Action item: Going down the data below, set down exactly the line with "let search_paths = self.resolve_search_paths();" and each line after it through the line with "let _ = figment;"; no other lines.

Task inputs:
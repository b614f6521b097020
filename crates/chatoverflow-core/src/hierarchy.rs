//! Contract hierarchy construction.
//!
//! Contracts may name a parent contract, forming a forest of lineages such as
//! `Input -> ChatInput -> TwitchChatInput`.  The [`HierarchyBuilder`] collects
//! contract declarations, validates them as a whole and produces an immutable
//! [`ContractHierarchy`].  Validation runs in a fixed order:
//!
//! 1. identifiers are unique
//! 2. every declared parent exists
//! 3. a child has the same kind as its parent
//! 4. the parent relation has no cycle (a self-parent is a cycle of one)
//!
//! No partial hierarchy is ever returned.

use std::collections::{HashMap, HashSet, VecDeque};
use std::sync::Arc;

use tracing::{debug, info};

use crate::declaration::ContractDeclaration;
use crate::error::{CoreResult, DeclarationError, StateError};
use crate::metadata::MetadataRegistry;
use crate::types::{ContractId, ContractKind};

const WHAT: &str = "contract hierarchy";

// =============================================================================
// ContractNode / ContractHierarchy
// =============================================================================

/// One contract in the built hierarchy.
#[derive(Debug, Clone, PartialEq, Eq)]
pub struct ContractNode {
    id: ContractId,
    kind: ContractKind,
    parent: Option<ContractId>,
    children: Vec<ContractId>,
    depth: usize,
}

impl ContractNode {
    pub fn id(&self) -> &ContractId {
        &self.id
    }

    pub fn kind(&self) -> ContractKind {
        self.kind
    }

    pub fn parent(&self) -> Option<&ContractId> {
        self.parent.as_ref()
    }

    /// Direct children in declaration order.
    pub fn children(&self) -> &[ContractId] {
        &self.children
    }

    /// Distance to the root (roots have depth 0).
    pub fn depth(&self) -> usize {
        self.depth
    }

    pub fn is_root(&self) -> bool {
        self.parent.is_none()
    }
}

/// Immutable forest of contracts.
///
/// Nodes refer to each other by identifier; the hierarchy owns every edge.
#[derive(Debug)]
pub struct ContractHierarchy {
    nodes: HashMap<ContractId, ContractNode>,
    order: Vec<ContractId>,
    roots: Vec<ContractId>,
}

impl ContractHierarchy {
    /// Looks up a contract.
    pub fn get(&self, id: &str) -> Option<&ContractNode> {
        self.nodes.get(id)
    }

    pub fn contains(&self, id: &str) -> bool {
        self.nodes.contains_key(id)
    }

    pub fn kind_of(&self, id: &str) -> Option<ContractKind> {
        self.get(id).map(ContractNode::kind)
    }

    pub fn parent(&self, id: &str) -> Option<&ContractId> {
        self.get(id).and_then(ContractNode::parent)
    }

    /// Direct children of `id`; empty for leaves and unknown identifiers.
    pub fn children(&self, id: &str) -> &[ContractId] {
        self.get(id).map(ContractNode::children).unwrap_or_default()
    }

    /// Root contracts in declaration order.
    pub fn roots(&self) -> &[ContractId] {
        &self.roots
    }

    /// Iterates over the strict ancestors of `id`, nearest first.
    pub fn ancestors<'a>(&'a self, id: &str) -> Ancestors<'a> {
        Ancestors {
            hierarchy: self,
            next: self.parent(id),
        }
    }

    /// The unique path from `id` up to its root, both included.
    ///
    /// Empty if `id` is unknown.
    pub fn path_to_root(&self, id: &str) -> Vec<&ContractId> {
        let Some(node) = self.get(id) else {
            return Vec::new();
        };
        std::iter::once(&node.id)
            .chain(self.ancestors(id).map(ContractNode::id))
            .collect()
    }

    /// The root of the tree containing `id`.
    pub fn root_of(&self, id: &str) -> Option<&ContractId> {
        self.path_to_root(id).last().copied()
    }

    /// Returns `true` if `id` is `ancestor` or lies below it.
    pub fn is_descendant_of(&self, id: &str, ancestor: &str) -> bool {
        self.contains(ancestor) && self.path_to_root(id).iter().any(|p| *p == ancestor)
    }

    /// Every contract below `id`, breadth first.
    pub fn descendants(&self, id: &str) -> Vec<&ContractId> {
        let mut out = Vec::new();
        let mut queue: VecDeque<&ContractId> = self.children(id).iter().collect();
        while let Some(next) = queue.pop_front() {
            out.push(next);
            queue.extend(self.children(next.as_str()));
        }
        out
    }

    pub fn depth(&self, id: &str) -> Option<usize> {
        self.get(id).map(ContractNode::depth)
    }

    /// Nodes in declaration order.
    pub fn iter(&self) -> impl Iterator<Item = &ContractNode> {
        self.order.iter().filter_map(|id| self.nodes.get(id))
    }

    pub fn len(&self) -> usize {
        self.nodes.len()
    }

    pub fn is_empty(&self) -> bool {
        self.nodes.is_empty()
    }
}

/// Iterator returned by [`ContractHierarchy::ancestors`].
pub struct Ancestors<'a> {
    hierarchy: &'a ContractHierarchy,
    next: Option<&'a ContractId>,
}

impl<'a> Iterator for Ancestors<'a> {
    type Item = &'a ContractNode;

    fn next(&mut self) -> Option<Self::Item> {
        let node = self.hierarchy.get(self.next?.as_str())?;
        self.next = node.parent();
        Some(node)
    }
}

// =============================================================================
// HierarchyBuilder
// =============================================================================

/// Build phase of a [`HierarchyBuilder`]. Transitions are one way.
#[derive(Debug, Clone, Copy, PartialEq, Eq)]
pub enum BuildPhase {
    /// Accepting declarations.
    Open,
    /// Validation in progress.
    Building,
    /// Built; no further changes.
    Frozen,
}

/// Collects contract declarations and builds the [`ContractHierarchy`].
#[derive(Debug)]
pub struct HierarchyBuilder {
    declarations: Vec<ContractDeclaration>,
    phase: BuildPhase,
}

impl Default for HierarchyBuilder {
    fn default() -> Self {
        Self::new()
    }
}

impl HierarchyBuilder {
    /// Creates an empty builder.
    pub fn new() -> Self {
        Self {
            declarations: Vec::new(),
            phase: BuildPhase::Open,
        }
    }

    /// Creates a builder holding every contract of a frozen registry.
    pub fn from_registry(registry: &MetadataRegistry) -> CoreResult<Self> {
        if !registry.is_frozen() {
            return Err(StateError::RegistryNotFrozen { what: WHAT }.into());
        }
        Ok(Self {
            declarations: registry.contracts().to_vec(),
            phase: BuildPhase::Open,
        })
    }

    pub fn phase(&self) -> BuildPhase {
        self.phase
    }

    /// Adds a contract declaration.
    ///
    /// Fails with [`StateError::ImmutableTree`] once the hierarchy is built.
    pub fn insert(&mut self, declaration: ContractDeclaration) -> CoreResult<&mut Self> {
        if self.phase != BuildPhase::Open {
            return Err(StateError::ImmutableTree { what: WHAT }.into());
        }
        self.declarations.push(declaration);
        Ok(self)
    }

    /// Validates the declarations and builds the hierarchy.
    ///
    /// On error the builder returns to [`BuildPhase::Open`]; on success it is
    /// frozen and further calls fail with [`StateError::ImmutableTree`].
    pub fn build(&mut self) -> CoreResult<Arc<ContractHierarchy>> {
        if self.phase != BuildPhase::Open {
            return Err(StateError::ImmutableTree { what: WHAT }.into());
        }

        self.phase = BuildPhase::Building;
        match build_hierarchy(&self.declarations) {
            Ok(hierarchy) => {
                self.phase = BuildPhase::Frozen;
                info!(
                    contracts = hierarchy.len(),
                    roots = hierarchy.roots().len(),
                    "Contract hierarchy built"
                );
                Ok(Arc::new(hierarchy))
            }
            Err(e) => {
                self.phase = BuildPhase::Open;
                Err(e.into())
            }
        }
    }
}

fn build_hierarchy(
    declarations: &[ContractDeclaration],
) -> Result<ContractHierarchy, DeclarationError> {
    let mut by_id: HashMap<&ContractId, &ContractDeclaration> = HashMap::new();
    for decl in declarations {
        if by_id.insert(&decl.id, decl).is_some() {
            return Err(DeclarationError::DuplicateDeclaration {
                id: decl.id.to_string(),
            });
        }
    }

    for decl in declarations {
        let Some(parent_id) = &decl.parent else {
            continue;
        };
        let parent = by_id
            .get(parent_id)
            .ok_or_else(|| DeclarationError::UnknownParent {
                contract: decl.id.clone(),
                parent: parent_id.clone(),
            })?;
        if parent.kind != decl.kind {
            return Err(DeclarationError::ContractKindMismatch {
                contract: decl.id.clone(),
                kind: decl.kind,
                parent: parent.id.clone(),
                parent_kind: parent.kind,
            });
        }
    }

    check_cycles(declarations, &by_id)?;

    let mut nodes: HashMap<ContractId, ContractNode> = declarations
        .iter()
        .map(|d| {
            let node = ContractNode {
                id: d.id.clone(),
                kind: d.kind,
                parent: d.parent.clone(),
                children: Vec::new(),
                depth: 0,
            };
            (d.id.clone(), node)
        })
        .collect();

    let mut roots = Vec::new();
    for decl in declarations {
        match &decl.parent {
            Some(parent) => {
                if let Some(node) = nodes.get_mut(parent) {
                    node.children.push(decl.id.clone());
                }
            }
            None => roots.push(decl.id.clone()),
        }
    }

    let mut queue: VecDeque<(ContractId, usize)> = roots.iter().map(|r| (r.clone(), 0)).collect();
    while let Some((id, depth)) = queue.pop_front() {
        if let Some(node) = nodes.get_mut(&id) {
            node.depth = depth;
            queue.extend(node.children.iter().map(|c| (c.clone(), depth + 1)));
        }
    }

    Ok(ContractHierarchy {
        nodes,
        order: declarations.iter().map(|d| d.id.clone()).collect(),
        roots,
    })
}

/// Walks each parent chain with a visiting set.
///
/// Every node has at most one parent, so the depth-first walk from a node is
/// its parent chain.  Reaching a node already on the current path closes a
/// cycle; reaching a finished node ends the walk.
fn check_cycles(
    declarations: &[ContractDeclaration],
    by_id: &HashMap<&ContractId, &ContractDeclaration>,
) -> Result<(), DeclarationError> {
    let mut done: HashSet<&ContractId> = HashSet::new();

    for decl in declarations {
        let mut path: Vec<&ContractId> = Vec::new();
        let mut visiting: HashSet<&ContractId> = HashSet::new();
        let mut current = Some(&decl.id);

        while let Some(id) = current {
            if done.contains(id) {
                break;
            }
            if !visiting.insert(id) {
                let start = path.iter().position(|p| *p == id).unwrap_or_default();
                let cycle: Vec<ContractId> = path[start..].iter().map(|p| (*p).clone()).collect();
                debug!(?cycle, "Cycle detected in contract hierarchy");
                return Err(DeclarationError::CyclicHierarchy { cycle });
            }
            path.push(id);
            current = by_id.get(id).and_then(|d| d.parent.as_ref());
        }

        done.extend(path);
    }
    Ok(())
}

==

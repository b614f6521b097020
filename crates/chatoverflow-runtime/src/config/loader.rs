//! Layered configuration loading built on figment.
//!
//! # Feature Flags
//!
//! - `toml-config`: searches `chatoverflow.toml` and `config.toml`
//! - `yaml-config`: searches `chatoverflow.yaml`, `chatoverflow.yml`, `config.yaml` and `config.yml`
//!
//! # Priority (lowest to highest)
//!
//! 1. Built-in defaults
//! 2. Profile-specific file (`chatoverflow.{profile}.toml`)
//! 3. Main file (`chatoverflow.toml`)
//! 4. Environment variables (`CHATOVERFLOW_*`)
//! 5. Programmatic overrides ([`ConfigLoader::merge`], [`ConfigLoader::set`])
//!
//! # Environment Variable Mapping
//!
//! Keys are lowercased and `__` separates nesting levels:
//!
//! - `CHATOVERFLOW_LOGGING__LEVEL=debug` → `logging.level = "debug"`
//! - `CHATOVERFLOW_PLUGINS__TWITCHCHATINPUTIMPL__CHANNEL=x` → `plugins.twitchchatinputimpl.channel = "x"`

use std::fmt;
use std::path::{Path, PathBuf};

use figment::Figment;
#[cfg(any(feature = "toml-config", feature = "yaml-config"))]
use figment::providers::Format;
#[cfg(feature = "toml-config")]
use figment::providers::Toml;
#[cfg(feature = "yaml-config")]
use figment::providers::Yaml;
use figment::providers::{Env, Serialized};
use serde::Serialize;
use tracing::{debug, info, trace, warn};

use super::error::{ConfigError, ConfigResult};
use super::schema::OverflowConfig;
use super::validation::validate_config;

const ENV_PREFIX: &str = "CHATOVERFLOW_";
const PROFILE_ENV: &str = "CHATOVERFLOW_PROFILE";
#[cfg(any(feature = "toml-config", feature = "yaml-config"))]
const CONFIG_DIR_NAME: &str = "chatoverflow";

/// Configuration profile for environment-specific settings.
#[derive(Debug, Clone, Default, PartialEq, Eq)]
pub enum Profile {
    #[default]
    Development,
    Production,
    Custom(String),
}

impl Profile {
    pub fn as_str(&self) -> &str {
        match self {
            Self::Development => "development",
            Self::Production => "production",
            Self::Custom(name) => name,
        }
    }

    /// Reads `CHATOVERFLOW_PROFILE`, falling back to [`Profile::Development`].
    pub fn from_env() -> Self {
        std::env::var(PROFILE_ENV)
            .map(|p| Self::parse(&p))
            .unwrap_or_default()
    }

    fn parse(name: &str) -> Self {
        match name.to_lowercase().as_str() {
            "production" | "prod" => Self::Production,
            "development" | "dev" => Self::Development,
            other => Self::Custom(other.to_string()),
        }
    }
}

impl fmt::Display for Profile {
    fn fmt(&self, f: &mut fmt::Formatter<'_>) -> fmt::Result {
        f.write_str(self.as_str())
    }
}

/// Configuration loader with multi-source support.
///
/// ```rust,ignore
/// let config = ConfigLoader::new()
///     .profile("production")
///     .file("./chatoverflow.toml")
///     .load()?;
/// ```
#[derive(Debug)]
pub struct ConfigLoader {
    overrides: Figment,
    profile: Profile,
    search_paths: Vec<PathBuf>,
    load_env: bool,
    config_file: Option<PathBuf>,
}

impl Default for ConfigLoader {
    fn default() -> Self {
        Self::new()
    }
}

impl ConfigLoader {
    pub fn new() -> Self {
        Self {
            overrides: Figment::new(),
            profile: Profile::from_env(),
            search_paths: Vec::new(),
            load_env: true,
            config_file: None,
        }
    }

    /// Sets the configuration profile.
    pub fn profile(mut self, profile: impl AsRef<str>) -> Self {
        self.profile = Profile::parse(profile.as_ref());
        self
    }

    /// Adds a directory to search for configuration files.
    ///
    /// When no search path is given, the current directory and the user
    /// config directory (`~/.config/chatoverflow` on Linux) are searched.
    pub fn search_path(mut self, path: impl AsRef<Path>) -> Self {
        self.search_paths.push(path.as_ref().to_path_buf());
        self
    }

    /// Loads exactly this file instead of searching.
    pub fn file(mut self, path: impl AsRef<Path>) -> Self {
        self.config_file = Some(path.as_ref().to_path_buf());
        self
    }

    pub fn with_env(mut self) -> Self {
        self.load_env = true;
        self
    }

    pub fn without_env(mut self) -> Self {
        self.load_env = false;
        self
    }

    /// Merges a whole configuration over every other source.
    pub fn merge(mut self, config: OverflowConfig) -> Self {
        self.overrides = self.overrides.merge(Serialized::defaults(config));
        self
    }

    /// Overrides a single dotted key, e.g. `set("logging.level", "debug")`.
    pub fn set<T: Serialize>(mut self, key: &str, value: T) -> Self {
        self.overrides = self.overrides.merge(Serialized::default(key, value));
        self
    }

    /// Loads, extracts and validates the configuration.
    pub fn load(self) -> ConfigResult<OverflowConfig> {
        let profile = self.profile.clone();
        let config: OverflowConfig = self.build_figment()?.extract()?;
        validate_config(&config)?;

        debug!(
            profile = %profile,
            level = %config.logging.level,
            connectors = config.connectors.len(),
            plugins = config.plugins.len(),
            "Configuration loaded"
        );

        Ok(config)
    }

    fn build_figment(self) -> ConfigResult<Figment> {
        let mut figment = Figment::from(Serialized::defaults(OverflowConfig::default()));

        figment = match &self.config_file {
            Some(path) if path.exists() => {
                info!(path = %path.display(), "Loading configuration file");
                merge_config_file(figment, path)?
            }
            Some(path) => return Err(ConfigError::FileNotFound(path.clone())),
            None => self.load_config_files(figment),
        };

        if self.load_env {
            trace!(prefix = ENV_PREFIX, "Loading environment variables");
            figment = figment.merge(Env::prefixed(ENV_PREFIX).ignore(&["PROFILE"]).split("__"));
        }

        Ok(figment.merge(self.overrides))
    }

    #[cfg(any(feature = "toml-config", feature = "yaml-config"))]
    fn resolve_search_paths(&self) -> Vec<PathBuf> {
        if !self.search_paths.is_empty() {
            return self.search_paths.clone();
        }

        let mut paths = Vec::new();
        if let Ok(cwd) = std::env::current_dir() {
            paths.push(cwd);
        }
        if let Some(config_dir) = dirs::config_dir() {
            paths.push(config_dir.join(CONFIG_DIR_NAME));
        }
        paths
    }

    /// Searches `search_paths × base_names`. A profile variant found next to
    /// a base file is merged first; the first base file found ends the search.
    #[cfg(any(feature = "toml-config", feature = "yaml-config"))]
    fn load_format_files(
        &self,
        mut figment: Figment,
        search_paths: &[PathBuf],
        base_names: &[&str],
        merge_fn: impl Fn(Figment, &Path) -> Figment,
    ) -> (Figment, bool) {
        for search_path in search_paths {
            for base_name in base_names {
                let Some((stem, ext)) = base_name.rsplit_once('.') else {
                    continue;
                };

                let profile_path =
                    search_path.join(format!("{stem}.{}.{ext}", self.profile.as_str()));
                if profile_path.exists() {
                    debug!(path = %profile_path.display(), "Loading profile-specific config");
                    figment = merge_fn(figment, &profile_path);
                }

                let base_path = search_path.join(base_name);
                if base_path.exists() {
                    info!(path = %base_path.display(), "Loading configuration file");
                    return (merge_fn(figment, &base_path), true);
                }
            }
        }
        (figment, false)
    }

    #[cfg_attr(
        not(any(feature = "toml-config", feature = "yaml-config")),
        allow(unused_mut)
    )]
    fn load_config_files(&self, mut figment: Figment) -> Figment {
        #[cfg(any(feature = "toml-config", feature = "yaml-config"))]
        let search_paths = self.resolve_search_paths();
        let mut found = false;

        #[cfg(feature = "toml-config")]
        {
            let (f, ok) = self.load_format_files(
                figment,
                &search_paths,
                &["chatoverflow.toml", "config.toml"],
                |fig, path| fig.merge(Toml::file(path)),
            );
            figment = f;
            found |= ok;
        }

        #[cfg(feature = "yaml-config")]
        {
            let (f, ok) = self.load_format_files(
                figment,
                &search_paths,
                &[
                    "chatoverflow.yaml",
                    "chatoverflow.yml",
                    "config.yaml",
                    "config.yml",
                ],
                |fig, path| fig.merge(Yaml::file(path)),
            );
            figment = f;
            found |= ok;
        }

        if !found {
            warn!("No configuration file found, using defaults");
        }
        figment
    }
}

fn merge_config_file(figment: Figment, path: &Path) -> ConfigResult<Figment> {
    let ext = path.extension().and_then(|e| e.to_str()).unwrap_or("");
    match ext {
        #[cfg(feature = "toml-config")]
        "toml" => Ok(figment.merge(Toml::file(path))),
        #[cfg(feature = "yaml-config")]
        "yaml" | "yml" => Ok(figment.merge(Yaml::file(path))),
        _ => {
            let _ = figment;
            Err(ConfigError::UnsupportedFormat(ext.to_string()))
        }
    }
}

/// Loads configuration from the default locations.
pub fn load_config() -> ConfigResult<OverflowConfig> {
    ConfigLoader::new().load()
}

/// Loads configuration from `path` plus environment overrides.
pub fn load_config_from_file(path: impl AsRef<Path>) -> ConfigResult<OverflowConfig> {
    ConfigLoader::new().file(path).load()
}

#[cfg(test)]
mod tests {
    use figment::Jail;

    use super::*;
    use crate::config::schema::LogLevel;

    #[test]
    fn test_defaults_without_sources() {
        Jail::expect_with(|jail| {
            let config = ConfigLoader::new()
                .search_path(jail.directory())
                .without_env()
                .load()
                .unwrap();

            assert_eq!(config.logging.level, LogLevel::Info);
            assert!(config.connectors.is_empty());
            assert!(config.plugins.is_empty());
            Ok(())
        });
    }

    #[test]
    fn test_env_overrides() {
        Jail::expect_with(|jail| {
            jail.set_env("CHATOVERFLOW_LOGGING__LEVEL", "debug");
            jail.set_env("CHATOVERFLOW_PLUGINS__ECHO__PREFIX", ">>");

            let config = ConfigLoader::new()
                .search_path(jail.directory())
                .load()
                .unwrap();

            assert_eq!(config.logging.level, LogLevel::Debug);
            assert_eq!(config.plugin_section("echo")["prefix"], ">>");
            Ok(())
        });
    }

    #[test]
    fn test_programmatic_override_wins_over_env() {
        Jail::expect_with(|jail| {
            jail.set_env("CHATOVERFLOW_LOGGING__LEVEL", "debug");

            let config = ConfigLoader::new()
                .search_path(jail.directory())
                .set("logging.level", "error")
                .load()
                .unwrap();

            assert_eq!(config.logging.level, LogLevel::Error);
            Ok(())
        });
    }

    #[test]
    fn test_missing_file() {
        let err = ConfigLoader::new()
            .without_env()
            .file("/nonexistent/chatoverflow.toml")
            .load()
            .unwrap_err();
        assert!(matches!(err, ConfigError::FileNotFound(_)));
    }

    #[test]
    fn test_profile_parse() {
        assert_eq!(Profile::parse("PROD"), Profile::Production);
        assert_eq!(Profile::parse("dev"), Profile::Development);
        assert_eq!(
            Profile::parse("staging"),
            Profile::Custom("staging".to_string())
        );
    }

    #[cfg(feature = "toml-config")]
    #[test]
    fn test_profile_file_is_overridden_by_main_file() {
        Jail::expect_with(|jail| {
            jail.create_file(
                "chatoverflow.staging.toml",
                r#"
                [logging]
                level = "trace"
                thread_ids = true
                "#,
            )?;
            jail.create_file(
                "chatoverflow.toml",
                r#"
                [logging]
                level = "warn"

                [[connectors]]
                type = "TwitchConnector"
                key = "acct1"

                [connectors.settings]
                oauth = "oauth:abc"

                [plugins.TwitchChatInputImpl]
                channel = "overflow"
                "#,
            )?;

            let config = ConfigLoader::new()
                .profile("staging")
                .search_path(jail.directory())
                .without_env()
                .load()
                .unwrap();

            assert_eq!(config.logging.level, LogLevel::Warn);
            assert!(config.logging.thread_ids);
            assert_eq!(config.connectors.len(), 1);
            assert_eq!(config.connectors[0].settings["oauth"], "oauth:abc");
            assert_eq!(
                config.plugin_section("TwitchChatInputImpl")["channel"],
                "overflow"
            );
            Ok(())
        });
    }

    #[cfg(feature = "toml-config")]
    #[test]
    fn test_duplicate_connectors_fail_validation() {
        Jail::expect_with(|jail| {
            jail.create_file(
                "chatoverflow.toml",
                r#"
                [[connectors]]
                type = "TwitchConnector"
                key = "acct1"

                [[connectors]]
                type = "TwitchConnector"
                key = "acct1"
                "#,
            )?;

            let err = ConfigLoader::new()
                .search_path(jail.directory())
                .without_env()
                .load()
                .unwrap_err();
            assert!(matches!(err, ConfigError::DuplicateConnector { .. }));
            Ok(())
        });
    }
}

Exercise result:
        let search_paths = self.resolve_search_paths();
        let mut found = false;

        #[cfg(feature = "toml-config")]
        {
            let (f, ok) = self.load_format_files(
                figment,
                &search_paths,
                &["chatoverflow.toml", "config.toml"],
                |fig, path| fig.merge(Toml::file(path)),
            );
            figment = f;
            found |= ok;
        }

        #[cfg(feature = "yaml-config")]
        {
            let (f, ok) = self.load_format_files(
                figment,
                &search_paths,
                &[
                    "chatoverflow.yaml",
                    "chatoverflow.yml",
                    "config.yaml",
                    "config.yml",
                ],
                |fig, path| fig.merge(Yaml::file(path)),
            );
            figment = f;
            found |= ok;
        }

        if !found {
            warn!("No configuration file found, using defaults");
        }
        figment
    }
}

fn merge_config_file(figment: Figment, path: &Path) -> ConfigResult<Figment> {
    let ext = path.extension().and_then(|e| e.to_str()).unwrap_or("");
    match ext {
        #[cfg(feature = "toml-config")]
        "toml" => Ok(figment.merge(Toml::file(path))),
        #[cfg(feature = "yaml-config")]
        "yaml" | "yml" => Ok(figment.merge(Yaml::file(path))),
        _ => {
            let _ = figment;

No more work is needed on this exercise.